→ How to complete this task
Return, from the material below, each line in which the word "Serialize" is present.

→ Excerpted data
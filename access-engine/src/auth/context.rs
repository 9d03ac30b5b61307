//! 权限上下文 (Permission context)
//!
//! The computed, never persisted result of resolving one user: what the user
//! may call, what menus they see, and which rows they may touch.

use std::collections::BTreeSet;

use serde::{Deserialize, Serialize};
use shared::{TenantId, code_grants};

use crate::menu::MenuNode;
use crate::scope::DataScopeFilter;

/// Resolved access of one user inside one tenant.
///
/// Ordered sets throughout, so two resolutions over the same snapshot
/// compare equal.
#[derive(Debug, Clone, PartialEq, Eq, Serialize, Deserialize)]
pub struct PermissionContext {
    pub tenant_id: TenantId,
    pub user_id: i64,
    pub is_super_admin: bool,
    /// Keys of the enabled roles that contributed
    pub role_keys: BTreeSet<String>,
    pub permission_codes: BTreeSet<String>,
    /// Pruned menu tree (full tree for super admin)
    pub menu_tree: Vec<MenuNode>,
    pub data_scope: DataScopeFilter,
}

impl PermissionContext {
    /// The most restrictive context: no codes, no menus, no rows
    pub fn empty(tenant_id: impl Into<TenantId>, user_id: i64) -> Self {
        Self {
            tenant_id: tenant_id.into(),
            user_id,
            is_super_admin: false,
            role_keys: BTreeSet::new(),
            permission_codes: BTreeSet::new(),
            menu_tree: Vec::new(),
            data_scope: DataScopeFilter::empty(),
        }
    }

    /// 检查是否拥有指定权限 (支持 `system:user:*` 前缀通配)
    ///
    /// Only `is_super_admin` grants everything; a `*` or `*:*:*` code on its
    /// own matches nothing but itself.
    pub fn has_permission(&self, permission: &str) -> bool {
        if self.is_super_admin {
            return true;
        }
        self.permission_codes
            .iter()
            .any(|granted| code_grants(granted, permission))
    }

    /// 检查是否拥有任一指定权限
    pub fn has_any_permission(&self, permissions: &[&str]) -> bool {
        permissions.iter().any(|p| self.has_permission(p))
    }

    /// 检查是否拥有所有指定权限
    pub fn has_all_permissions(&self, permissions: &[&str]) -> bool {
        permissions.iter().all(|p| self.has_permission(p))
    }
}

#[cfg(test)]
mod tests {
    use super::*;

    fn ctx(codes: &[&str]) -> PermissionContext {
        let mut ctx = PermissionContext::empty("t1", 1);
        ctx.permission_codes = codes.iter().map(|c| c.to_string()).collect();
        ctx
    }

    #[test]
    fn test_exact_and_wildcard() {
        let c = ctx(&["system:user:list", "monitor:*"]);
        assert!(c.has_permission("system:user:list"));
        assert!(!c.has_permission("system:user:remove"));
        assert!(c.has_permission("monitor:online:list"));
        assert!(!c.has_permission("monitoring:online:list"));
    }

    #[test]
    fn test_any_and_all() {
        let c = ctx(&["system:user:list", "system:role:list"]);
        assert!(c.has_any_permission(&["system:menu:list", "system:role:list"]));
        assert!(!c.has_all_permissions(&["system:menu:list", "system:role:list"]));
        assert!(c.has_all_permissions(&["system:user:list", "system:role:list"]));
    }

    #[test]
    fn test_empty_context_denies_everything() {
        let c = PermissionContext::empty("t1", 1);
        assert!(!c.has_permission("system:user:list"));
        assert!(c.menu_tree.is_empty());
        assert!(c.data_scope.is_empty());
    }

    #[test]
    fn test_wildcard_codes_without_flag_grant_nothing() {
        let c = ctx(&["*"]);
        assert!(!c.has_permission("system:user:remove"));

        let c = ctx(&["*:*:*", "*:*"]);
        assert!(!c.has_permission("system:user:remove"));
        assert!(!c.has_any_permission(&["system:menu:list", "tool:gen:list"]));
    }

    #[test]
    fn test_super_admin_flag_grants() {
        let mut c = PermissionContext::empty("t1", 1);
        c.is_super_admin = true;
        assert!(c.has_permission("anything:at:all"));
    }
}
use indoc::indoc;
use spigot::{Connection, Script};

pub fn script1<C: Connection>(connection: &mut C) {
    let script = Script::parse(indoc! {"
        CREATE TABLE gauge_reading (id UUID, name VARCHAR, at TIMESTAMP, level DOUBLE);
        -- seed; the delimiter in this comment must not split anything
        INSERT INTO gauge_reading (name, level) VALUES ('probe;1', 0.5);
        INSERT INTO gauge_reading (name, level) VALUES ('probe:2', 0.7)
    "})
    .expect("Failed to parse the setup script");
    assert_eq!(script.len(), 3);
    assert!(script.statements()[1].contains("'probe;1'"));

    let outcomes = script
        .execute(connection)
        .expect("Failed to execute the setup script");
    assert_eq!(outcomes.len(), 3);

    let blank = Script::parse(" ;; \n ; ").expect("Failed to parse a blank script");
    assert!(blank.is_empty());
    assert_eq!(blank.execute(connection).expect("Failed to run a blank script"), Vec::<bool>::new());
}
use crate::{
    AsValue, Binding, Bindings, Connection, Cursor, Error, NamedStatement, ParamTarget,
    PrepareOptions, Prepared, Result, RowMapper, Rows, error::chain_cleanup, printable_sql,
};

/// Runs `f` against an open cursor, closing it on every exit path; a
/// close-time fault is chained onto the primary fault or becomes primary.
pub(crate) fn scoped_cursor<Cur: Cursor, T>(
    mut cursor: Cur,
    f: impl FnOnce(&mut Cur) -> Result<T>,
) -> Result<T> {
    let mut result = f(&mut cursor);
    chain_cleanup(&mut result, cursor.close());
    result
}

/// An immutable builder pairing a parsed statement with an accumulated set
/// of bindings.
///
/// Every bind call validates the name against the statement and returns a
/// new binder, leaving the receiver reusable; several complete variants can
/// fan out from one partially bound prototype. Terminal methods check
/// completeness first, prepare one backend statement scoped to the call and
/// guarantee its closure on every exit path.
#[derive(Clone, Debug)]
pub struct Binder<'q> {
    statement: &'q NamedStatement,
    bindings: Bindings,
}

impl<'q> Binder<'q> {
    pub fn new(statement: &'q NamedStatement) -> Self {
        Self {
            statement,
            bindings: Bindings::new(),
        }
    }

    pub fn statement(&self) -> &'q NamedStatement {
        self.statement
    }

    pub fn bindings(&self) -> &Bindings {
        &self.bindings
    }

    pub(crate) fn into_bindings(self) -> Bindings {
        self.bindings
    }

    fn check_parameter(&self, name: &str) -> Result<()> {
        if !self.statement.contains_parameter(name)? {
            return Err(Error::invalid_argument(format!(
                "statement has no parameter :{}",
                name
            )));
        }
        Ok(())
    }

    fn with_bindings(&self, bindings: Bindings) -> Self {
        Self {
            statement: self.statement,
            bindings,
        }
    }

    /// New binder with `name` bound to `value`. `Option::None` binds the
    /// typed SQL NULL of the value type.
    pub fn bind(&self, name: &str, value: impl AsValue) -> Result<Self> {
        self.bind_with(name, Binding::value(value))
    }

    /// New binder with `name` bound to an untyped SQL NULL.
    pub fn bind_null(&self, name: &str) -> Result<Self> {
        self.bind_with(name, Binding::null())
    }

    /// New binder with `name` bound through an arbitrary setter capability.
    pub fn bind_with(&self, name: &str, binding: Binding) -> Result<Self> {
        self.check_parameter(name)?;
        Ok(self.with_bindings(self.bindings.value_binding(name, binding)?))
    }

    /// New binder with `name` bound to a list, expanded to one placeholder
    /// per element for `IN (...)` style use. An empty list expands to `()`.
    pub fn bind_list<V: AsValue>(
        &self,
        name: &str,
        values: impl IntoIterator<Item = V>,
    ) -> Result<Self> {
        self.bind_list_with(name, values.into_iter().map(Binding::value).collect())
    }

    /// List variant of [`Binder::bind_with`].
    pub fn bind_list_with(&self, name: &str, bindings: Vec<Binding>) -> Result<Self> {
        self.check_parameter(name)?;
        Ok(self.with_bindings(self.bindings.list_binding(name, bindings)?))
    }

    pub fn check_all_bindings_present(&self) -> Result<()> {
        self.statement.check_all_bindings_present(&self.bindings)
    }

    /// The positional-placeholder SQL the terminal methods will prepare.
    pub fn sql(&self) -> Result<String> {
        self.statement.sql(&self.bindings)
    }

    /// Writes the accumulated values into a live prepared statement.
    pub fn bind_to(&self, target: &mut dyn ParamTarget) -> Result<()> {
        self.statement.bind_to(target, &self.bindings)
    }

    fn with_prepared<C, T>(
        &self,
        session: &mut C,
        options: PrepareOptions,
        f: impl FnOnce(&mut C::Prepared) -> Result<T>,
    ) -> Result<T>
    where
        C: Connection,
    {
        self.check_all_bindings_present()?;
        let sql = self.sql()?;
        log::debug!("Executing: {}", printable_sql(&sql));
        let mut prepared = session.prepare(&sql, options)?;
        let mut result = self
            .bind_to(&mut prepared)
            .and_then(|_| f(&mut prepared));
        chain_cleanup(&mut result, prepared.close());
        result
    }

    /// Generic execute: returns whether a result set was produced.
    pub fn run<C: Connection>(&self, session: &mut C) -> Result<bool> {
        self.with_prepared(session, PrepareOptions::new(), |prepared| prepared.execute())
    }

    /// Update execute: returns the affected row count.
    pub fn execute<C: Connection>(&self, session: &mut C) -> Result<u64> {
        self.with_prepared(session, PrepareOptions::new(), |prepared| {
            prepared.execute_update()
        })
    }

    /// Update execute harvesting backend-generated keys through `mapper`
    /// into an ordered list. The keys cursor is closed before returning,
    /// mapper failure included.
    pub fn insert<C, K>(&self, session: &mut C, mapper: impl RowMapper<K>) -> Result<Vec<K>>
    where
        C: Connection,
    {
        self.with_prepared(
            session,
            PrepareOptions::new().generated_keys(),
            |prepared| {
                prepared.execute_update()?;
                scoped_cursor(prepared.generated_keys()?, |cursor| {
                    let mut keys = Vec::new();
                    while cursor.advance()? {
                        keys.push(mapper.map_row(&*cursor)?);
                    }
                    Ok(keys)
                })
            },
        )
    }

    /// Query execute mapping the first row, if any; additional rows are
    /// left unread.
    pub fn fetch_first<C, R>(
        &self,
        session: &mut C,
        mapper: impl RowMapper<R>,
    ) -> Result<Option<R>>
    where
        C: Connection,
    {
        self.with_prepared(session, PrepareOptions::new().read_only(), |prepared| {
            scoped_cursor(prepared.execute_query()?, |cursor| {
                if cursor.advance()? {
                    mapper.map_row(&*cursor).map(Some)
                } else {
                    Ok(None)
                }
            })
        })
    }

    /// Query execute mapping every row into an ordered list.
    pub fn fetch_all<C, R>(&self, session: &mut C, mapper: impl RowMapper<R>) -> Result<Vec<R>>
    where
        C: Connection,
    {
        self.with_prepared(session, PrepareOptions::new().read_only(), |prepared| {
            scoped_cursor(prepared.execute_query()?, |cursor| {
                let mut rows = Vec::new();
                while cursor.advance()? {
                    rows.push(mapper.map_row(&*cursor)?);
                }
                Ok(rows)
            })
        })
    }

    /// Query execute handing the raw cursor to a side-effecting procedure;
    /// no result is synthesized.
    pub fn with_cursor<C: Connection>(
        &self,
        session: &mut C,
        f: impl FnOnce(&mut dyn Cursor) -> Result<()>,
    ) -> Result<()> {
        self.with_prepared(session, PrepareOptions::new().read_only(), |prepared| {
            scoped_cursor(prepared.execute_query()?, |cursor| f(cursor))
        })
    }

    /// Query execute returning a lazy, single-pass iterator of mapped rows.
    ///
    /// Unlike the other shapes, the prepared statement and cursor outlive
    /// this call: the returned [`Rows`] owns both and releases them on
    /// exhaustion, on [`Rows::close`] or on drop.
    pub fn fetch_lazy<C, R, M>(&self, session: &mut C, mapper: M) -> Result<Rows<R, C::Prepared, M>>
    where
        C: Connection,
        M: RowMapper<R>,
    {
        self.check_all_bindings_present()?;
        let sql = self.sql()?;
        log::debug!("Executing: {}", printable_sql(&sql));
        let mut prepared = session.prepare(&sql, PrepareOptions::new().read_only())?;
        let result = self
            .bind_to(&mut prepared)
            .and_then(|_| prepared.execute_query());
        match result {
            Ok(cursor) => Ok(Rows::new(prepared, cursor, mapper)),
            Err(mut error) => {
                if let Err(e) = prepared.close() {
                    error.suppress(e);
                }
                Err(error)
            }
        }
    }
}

→ Exercise result
use serde::{Deserialize, Serialize};
#[derive(Debug, Clone, PartialEq, Eq, Serialize, Deserialize)]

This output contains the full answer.